[Assigned task] Across the entries that follow, tally every line holding the word "must" and reply with the count alone.

[Material shown]
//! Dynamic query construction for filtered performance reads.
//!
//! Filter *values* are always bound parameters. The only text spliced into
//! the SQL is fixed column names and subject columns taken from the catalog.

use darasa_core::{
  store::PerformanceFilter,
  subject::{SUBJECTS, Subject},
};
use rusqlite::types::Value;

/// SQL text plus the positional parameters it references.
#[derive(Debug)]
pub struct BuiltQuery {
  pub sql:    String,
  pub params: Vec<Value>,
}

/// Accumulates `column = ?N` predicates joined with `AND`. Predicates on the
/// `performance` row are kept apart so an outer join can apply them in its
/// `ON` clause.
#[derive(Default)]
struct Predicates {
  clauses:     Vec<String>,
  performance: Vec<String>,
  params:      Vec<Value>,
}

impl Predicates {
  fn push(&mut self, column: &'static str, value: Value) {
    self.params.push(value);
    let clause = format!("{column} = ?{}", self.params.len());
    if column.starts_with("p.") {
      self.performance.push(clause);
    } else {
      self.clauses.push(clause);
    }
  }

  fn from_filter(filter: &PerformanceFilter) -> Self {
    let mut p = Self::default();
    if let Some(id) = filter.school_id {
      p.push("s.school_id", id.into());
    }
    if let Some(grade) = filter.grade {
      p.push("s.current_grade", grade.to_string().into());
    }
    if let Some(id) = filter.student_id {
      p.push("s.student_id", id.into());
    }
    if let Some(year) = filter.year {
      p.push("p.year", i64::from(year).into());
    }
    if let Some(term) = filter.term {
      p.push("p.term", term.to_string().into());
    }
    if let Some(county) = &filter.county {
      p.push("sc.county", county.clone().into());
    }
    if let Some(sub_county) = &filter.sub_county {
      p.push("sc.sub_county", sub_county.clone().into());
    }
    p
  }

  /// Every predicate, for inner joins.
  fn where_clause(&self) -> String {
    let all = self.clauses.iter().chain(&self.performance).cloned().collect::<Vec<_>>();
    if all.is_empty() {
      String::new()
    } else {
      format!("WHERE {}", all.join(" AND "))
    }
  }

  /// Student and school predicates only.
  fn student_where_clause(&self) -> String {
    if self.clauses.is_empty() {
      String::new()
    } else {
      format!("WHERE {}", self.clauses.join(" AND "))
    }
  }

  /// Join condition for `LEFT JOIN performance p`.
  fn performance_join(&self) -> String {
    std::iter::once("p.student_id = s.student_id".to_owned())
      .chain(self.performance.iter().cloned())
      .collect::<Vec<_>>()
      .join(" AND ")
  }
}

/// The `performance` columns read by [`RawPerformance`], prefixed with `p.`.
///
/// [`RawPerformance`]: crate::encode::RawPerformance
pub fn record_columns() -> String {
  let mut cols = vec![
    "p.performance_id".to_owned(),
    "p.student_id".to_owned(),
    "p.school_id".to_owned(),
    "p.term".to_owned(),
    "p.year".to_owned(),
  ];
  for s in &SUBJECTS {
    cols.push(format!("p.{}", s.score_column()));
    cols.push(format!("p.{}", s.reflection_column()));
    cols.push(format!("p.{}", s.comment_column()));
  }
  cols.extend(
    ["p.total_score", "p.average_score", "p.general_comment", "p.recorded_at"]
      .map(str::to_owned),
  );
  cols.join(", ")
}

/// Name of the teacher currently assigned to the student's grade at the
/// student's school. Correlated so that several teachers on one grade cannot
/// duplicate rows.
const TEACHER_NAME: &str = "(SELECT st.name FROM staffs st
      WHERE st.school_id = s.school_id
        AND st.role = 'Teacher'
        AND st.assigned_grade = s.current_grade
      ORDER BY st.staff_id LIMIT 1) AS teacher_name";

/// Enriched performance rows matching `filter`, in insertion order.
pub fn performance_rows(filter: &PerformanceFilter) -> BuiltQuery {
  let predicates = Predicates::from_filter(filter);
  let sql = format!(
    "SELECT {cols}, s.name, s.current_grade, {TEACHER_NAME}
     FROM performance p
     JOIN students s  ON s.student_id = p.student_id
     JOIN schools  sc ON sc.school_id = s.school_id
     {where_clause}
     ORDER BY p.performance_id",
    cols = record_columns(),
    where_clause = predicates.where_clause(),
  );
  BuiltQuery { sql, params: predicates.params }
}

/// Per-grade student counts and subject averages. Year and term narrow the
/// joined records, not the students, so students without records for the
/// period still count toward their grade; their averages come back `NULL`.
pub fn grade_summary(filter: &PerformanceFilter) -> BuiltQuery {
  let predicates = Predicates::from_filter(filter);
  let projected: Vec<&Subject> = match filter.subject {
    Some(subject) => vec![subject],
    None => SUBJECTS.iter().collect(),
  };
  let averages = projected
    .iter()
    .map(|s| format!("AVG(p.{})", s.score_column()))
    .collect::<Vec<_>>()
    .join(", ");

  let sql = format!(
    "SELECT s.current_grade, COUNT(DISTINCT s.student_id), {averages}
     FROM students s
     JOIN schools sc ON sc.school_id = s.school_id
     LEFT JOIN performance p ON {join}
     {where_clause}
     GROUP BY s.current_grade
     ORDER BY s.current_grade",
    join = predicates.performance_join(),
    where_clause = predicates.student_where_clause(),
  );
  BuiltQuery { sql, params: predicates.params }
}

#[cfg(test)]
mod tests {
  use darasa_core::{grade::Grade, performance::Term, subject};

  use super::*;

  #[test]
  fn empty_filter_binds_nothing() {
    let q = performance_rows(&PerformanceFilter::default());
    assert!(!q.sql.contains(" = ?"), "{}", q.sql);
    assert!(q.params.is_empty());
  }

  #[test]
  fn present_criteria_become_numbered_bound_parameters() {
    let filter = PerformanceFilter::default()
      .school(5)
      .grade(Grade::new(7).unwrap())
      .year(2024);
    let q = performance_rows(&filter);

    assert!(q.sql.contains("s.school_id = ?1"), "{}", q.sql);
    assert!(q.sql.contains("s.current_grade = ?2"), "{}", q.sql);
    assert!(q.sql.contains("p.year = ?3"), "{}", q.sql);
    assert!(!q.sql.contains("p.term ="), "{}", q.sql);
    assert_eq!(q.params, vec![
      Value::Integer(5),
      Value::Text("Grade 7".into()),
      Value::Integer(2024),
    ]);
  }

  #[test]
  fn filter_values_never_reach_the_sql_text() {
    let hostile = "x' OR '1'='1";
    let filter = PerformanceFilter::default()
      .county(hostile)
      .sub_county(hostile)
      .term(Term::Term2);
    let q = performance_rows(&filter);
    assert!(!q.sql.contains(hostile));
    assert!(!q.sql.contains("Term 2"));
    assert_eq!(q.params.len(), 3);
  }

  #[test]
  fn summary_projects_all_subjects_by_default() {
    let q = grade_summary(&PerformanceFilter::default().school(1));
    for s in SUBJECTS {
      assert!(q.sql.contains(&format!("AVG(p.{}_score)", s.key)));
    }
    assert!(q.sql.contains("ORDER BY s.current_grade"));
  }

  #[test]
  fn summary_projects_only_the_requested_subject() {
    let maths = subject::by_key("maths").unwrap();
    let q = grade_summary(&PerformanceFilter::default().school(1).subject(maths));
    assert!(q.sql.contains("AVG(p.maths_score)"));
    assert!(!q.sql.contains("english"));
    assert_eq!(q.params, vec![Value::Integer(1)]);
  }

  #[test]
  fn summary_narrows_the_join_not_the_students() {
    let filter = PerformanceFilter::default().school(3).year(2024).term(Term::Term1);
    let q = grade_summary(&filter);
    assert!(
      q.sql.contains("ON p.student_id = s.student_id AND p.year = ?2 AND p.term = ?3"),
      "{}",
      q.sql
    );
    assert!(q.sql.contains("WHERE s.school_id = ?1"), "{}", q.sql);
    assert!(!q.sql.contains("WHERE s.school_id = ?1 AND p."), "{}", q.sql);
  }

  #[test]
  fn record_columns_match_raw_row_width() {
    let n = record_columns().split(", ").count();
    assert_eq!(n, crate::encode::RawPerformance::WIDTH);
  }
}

...

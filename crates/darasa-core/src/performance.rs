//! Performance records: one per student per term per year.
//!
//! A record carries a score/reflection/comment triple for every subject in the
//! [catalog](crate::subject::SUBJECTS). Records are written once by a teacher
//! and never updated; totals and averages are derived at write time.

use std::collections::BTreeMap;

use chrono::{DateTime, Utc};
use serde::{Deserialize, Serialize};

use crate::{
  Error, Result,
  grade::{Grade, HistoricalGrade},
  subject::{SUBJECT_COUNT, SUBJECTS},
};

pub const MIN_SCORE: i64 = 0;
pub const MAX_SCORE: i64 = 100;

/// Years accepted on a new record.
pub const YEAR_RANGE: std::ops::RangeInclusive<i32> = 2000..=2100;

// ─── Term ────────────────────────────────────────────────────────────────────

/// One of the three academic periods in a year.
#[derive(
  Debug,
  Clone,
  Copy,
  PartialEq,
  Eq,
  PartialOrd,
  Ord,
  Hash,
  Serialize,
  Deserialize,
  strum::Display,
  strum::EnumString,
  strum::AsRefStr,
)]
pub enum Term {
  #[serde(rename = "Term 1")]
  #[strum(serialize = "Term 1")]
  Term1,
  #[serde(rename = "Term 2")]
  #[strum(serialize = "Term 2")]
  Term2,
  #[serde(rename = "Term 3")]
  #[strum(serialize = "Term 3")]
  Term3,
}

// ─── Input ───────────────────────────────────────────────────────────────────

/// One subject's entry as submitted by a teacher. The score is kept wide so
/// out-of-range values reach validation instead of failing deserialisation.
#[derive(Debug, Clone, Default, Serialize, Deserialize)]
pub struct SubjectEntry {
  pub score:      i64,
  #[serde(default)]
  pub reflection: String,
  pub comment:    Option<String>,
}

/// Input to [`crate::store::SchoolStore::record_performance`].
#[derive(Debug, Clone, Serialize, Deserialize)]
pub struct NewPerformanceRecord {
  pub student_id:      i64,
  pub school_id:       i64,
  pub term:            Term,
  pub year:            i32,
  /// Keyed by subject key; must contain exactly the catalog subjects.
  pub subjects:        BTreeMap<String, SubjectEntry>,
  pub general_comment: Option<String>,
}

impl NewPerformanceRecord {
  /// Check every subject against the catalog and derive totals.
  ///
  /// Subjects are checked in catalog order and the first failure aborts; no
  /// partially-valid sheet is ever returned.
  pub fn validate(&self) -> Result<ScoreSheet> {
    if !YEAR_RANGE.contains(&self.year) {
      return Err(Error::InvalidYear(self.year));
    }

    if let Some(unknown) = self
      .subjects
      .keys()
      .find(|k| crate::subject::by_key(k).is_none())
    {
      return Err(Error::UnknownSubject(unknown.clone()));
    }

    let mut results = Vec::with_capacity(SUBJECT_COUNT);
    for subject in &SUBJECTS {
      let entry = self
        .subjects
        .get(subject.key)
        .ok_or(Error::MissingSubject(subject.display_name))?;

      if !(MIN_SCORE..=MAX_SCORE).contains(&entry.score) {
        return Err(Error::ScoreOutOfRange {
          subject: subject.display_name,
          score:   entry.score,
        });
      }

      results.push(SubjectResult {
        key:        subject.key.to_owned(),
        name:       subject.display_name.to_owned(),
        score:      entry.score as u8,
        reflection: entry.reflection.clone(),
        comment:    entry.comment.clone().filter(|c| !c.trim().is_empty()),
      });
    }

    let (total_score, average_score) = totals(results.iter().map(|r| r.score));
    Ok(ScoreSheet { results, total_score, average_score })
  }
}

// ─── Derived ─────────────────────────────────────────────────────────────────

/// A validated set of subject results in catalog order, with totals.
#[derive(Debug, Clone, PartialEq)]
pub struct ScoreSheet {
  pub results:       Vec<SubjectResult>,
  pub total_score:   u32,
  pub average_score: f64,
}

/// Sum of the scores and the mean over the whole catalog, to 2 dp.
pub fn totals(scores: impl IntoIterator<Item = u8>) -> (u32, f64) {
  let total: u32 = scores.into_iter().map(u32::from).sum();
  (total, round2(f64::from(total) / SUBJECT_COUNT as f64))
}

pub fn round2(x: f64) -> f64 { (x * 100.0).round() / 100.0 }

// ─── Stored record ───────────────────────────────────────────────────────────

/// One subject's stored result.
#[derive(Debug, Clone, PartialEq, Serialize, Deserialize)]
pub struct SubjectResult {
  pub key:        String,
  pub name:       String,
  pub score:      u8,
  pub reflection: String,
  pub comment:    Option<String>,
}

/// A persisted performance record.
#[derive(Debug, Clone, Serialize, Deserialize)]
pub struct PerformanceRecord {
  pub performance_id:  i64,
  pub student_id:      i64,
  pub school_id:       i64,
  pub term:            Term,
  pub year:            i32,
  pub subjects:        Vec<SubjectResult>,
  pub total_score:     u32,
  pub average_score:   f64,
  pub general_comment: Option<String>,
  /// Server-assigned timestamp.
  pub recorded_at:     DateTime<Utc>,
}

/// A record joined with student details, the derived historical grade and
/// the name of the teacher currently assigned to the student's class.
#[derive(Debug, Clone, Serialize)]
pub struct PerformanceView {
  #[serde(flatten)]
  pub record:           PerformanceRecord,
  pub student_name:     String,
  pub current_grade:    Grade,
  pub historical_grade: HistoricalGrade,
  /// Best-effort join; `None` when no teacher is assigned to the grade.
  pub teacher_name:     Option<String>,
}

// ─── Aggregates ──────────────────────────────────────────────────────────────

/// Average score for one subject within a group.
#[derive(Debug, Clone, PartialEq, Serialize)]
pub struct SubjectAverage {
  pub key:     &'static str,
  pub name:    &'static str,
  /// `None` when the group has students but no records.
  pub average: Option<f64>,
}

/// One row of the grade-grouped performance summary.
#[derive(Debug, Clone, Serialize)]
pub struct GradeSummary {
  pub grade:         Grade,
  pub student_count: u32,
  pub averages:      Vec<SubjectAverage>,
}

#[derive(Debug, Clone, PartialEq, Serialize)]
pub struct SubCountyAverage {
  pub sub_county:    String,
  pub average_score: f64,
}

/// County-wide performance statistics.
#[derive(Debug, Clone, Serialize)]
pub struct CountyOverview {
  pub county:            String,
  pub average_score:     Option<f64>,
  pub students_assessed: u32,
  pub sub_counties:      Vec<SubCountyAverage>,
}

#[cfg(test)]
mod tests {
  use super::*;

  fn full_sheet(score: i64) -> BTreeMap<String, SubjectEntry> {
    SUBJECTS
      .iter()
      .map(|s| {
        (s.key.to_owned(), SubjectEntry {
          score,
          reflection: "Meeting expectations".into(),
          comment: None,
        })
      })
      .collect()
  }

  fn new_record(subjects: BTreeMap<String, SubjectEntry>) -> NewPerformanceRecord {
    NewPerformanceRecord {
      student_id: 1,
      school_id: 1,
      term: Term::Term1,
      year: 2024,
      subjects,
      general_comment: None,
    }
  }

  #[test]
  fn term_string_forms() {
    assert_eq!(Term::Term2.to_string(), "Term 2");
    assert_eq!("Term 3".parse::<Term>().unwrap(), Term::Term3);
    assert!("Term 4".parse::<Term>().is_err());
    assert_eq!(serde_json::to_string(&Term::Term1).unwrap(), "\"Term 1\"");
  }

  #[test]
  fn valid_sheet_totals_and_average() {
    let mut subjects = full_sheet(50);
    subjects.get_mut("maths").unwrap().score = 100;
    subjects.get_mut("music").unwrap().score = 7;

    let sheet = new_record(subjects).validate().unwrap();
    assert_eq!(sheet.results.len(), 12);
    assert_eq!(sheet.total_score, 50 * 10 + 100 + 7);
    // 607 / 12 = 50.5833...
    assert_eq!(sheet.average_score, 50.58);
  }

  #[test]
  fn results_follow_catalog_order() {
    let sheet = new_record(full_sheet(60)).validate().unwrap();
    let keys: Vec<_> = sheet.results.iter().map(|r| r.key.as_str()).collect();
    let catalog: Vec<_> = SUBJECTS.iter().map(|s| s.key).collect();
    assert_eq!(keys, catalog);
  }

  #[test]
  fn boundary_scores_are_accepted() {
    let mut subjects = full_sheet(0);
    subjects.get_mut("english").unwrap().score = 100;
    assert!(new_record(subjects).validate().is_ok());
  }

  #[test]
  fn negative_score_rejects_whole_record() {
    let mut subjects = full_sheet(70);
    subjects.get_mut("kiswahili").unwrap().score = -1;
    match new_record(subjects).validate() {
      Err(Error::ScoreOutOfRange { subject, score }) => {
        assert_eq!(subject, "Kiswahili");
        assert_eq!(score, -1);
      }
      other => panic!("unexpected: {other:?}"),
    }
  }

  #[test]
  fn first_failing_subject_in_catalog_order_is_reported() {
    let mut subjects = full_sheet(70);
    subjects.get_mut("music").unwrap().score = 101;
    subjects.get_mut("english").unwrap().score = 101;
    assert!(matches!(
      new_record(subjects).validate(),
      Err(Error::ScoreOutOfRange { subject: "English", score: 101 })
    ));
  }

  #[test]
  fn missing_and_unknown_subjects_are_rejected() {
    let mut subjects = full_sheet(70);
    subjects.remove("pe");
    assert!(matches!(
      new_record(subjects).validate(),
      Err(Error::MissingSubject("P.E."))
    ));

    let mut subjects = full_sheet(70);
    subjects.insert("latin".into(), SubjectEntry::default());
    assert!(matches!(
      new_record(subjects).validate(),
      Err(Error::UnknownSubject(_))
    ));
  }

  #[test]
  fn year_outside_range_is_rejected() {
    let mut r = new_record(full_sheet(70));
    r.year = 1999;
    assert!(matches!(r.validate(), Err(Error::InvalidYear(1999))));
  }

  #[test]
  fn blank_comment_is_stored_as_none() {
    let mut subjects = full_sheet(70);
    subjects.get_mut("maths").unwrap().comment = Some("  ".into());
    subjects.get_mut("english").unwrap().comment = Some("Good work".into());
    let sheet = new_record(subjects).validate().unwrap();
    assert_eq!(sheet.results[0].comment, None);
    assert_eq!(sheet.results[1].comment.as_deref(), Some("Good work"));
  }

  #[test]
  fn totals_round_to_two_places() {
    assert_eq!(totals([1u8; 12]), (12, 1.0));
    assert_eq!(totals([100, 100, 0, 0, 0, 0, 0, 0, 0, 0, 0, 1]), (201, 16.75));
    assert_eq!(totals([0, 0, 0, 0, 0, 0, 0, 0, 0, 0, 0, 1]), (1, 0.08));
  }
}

--

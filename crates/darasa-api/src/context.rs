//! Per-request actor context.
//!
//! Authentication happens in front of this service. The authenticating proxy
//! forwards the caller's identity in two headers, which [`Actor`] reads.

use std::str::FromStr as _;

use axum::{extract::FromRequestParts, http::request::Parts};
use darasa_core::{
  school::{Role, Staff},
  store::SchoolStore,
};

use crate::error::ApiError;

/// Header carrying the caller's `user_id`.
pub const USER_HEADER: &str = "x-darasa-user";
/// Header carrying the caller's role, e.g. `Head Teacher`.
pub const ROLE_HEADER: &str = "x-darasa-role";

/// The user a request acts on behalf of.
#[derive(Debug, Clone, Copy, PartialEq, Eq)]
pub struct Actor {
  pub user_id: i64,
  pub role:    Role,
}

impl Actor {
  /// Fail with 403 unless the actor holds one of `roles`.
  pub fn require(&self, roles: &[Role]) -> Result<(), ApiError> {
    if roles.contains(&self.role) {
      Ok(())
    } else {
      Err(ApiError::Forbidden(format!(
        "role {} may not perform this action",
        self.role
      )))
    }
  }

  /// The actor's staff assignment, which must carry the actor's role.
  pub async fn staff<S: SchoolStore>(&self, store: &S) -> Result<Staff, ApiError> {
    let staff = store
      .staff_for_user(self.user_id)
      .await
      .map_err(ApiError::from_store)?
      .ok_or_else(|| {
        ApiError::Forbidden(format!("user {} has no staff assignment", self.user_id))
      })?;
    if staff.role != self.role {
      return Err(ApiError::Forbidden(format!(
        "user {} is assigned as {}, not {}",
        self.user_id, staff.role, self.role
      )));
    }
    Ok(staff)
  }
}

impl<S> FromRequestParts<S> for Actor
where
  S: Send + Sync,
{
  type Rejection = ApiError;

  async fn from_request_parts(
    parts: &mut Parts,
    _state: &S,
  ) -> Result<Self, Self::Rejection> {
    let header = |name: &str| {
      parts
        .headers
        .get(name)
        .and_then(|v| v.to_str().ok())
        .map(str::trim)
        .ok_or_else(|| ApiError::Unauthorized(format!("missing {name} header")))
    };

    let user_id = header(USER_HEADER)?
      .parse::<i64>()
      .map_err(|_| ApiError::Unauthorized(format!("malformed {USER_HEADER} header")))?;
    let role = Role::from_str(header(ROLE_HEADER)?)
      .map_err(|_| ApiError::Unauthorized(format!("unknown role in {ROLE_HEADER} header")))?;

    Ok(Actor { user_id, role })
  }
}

[Exercise output] 2